● **Data**
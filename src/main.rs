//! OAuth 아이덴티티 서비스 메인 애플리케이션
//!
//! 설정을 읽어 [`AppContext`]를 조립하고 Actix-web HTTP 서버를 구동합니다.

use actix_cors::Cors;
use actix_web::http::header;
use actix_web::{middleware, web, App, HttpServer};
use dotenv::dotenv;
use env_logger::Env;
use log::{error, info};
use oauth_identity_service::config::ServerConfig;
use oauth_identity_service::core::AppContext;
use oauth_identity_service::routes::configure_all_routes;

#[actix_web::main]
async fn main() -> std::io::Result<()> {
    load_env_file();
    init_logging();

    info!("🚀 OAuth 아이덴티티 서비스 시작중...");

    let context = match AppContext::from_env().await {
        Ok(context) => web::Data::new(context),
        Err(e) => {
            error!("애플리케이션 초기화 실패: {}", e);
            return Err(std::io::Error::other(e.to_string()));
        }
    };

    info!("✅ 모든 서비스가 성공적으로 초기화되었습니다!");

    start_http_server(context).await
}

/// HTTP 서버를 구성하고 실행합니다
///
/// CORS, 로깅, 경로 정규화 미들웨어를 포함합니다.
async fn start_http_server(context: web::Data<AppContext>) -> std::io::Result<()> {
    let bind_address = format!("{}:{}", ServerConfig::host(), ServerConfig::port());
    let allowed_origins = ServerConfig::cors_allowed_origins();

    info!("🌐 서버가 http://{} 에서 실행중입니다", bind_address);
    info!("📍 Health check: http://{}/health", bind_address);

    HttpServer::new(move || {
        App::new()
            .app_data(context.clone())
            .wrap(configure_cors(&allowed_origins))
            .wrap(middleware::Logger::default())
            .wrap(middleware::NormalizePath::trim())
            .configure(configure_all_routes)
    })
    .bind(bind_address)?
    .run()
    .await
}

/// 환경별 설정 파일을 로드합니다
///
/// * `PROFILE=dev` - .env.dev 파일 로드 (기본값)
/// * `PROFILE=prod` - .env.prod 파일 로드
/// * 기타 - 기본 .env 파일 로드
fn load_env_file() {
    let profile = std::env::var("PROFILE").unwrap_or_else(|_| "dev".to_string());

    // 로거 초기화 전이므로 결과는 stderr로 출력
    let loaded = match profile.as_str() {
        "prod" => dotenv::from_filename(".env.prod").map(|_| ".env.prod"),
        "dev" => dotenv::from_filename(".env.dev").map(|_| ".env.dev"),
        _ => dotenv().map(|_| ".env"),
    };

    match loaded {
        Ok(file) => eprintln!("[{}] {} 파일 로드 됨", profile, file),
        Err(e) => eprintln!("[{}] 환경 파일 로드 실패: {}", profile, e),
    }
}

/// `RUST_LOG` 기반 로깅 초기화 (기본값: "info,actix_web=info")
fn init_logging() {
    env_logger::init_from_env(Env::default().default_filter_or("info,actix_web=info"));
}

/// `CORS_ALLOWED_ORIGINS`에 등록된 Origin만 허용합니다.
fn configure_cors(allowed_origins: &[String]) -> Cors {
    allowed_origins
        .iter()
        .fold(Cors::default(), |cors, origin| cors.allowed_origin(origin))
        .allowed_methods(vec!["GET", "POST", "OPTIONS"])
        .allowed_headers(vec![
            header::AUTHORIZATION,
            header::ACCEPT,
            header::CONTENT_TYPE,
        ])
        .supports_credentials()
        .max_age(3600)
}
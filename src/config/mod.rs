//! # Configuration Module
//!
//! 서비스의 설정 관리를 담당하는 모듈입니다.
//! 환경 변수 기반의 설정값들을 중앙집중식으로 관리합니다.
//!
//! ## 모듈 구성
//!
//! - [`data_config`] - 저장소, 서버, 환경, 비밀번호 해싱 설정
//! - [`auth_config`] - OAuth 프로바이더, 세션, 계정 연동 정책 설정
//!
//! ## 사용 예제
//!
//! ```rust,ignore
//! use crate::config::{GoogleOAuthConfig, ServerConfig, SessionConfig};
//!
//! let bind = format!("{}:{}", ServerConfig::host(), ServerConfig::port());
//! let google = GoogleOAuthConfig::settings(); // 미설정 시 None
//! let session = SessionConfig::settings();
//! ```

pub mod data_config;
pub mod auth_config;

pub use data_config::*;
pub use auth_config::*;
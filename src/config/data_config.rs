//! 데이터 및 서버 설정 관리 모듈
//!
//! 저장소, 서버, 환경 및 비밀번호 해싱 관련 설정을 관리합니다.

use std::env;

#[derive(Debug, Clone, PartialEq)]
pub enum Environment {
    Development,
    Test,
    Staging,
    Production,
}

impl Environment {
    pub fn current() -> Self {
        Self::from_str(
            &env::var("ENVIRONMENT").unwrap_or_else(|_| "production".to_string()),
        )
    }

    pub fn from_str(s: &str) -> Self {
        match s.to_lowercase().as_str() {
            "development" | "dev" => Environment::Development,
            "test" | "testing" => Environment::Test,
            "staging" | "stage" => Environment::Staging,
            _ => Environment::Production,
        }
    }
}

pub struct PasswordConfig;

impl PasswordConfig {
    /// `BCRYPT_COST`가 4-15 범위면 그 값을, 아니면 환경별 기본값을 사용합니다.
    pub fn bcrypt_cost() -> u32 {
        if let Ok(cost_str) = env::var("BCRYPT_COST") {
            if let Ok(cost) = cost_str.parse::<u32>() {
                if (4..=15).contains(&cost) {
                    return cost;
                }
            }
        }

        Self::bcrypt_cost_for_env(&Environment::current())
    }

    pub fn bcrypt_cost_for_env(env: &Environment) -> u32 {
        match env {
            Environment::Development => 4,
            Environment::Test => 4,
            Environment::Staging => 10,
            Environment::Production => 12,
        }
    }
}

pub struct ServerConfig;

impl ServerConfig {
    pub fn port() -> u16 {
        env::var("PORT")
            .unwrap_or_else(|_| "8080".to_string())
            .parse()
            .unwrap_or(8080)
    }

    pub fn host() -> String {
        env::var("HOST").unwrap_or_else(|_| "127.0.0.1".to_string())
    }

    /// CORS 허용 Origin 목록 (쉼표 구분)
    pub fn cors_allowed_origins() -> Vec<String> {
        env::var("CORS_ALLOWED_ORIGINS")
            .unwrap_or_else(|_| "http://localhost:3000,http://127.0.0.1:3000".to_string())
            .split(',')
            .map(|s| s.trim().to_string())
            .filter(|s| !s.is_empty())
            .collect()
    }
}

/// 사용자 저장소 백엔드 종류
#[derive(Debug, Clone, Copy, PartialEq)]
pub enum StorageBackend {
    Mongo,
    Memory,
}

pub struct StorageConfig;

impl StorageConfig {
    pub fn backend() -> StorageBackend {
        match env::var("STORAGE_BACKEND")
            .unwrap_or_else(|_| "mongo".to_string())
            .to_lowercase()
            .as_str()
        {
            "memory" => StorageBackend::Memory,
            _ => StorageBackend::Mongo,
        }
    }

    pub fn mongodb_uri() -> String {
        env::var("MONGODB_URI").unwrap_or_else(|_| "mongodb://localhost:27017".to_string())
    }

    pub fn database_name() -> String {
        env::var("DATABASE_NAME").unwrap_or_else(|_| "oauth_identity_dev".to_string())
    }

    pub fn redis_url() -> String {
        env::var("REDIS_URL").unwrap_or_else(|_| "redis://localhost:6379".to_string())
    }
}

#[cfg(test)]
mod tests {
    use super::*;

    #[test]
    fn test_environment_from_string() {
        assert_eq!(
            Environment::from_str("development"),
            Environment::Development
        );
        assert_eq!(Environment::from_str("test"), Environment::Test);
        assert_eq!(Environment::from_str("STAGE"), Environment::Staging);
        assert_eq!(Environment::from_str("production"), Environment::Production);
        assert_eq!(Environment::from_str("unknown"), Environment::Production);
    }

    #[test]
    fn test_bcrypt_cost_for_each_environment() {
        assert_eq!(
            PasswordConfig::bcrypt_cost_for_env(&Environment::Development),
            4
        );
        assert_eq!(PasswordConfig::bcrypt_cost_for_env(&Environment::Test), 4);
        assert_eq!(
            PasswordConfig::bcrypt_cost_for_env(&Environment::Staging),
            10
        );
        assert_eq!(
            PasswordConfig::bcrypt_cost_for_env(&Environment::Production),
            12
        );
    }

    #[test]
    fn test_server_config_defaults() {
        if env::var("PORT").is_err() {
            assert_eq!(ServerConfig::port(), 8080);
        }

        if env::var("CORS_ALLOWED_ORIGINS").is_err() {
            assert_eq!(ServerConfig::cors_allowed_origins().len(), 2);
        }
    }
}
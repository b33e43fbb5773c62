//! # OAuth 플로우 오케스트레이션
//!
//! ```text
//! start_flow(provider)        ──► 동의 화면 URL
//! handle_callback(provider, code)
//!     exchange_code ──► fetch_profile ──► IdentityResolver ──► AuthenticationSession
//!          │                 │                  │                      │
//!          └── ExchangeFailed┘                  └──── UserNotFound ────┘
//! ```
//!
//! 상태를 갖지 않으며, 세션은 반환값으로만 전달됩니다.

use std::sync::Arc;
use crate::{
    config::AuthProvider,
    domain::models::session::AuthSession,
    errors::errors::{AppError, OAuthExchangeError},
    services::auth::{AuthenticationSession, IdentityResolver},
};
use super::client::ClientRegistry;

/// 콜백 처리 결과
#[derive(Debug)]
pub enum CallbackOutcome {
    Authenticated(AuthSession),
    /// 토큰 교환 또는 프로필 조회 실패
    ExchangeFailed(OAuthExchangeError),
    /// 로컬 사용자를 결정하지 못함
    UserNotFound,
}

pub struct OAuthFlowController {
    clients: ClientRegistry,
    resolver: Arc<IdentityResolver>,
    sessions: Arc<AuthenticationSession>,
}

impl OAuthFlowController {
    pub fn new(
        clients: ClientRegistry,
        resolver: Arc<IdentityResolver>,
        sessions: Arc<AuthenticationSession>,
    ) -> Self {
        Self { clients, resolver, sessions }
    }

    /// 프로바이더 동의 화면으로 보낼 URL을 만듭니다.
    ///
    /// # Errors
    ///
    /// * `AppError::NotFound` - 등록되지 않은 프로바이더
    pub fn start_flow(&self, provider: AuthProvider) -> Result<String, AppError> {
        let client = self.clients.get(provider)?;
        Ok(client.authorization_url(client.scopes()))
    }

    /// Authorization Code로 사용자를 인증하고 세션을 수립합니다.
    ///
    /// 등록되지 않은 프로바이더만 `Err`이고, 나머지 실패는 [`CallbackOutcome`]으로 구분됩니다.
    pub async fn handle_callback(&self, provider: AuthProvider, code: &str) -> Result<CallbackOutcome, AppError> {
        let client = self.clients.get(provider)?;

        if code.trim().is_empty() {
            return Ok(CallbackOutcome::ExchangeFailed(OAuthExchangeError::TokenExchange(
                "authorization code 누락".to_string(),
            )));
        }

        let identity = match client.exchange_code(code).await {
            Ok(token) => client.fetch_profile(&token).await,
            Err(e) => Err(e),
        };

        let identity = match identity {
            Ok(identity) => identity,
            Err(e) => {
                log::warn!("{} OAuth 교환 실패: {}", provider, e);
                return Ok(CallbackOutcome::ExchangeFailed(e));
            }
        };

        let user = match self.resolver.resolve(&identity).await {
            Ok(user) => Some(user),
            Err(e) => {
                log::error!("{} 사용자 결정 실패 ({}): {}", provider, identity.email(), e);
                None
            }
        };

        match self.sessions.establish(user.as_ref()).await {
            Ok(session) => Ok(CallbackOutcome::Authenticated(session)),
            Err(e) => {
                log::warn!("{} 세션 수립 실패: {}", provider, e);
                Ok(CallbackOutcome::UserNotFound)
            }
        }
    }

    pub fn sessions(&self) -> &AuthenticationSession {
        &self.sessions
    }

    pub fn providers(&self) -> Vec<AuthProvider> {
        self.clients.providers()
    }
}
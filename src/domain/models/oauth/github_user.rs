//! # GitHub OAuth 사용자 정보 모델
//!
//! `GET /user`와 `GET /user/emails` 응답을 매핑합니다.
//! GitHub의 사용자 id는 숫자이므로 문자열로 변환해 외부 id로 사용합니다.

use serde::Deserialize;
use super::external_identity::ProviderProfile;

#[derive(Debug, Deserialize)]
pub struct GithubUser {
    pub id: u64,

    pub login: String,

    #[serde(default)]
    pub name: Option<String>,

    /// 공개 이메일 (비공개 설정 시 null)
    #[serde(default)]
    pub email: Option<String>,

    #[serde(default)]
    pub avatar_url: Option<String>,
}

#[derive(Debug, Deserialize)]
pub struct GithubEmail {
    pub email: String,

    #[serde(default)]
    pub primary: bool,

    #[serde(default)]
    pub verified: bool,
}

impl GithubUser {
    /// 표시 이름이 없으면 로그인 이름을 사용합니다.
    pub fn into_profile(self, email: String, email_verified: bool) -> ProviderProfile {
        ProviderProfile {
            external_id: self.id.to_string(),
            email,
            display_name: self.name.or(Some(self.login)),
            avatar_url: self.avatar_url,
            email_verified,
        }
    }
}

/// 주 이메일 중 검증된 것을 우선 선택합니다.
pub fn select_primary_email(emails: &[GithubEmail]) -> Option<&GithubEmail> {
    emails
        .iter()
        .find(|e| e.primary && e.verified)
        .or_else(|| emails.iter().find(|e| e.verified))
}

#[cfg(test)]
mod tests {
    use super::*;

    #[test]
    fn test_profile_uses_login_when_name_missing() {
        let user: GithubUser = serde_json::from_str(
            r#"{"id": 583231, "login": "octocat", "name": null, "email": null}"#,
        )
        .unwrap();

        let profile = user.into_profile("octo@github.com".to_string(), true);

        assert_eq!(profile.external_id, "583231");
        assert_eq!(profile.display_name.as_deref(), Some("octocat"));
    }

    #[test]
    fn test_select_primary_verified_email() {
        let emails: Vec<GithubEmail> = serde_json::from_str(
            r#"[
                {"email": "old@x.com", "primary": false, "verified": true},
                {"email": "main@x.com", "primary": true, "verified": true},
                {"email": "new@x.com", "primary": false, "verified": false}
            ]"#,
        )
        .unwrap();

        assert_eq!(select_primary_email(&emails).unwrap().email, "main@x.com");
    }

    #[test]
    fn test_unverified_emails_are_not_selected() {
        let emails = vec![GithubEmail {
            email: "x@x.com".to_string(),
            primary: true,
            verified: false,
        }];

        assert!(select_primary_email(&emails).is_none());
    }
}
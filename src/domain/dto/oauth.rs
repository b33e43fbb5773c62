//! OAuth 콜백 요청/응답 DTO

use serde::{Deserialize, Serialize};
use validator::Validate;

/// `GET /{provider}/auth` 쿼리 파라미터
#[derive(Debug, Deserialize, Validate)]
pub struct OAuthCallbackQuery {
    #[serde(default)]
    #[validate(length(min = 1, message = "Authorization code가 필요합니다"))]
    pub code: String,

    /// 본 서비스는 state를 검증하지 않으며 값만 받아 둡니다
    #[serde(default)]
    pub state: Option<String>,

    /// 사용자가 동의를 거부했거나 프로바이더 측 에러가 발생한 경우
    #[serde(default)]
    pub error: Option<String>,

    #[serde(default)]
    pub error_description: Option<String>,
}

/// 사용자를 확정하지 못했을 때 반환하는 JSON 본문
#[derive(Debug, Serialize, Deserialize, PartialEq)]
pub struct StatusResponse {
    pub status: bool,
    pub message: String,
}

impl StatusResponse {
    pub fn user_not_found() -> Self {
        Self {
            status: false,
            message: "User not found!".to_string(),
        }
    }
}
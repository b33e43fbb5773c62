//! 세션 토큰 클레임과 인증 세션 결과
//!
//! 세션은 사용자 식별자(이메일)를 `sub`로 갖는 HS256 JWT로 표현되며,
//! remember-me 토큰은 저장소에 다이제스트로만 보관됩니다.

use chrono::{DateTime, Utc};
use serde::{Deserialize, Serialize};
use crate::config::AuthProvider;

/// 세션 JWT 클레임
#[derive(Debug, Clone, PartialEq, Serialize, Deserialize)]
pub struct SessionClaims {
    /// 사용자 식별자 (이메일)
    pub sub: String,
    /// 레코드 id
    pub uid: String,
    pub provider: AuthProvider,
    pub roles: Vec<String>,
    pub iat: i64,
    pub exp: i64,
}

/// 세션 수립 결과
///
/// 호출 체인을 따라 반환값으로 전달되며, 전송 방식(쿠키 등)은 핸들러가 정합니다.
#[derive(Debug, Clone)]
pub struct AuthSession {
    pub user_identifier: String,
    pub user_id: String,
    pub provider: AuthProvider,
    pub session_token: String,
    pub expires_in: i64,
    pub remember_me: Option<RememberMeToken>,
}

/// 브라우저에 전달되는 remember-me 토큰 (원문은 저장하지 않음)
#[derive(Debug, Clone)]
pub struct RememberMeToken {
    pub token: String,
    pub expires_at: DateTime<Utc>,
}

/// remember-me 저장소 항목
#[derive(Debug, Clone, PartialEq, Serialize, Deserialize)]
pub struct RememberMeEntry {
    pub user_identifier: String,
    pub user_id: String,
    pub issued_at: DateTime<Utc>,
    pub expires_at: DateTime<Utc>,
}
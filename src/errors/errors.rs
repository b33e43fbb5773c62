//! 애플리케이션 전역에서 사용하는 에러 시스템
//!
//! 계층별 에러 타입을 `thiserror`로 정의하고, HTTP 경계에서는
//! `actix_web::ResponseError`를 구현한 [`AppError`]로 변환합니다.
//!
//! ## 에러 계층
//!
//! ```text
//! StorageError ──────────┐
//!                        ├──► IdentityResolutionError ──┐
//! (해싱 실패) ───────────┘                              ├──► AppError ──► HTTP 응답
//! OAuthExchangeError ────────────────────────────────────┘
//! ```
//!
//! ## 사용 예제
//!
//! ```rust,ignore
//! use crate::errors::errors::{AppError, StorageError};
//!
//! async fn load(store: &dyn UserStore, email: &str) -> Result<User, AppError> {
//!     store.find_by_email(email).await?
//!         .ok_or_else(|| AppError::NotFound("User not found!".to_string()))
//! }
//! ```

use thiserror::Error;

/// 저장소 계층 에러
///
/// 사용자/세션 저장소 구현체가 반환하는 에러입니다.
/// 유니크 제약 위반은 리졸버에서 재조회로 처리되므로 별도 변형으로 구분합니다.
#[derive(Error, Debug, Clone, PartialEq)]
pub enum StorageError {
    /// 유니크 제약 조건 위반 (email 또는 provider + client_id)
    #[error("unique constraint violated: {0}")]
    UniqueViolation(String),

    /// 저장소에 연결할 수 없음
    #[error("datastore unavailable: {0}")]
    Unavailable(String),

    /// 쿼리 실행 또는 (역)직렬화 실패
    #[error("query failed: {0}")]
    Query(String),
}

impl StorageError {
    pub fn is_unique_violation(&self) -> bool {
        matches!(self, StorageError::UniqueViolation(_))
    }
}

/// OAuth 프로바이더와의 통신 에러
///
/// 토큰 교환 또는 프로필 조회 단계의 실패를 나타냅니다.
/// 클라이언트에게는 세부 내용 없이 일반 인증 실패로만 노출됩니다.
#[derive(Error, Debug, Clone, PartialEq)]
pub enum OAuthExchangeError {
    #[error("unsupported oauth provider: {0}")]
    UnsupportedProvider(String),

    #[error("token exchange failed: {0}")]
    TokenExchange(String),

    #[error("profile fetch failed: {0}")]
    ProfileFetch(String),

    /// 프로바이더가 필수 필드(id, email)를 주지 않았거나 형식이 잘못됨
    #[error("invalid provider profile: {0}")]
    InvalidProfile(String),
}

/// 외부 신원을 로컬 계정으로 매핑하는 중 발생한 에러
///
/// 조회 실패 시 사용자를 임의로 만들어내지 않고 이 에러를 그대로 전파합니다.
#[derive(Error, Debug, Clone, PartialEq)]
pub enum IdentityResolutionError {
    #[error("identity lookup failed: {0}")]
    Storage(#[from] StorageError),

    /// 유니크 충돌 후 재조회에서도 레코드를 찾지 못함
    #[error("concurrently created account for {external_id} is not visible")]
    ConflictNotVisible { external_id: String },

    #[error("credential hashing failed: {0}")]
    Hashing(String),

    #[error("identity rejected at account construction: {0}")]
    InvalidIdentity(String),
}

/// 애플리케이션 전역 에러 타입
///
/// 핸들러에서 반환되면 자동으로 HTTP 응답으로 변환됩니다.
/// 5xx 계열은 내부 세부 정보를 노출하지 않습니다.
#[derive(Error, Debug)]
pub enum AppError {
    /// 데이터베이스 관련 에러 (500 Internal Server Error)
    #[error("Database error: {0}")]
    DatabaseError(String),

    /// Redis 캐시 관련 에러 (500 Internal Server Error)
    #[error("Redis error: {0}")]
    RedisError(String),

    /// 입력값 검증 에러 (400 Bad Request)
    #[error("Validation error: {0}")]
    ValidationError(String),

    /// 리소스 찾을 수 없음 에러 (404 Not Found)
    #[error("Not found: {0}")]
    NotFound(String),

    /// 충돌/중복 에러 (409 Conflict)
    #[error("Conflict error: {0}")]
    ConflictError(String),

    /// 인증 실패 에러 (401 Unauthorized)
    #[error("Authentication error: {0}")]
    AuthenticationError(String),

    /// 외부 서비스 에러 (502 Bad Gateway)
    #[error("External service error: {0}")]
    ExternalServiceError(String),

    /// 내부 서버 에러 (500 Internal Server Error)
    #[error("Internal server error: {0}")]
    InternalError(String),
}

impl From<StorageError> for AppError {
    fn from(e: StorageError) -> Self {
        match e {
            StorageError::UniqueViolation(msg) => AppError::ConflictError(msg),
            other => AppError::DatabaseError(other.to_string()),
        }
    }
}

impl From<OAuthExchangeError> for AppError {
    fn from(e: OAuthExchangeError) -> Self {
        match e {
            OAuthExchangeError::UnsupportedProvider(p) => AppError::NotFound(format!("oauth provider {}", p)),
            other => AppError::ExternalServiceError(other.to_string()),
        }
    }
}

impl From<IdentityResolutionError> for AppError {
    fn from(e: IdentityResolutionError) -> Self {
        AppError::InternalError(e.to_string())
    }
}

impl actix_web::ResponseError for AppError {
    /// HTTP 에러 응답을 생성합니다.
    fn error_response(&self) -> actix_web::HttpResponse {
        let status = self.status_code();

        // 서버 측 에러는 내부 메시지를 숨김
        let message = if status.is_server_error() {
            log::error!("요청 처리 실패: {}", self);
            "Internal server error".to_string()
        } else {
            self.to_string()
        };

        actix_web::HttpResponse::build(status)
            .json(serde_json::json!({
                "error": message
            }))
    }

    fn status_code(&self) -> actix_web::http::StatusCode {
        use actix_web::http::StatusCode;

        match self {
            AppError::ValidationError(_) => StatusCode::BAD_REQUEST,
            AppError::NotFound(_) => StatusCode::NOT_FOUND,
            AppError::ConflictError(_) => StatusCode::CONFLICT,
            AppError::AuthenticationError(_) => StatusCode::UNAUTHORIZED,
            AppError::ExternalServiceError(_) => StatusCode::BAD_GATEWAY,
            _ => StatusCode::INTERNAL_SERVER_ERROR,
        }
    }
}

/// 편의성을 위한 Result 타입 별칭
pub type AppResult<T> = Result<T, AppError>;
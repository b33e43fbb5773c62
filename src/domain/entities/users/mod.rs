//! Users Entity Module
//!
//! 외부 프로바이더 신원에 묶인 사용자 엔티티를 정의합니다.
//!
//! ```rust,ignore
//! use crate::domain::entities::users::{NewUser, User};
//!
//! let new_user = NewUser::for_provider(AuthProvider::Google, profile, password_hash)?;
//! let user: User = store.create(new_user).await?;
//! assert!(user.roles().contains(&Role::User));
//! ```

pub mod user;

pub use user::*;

● **Prompt**
Once you reach the line containing "let allowed_origins = ServerConfig::cors_allowed_origins();", include it and stop; until then, reproduce each line of the listing from its start exactly.

● **Result below**
filename src/main.rs
//! OAuth 아이덴티티 서비스 메인 애플리케이션
//!
//! 설정을 읽어 [`AppContext`]를 조립하고 Actix-web HTTP 서버를 구동합니다.

use actix_cors::Cors;
use actix_web::http::header;
use actix_web::{middleware, web, App, HttpServer};
use dotenv::dotenv;
use env_logger::Env;
use log::{error, info};
use oauth_identity_service::config::ServerConfig;
use oauth_identity_service::core::AppContext;
use oauth_identity_service::routes::configure_all_routes;

#[actix_web::main]
async fn main() -> std::io::Result<()> {
    load_env_file();
    init_logging();

    info!("🚀 OAuth 아이덴티티 서비스 시작중...");

    let context = match AppContext::from_env().await {
        Ok(context) => web::Data::new(context),
        Err(e) => {
            error!("애플리케이션 초기화 실패: {}", e);
            return Err(std::io::Error::other(e.to_string()));
        }
    };

    info!("✅ 모든 서비스가 성공적으로 초기화되었습니다!");

    start_http_server(context).await
}

/// HTTP 서버를 구성하고 실행합니다
///
/// CORS, 로깅, 경로 정규화 미들웨어를 포함합니다.
async fn start_http_server(context: web::Data<AppContext>) -> std::io::Result<()> {
    let bind_address = format!("{}:{}", ServerConfig::host(), ServerConfig::port());
    let allowed_origins = ServerConfig::cors_allowed_origins();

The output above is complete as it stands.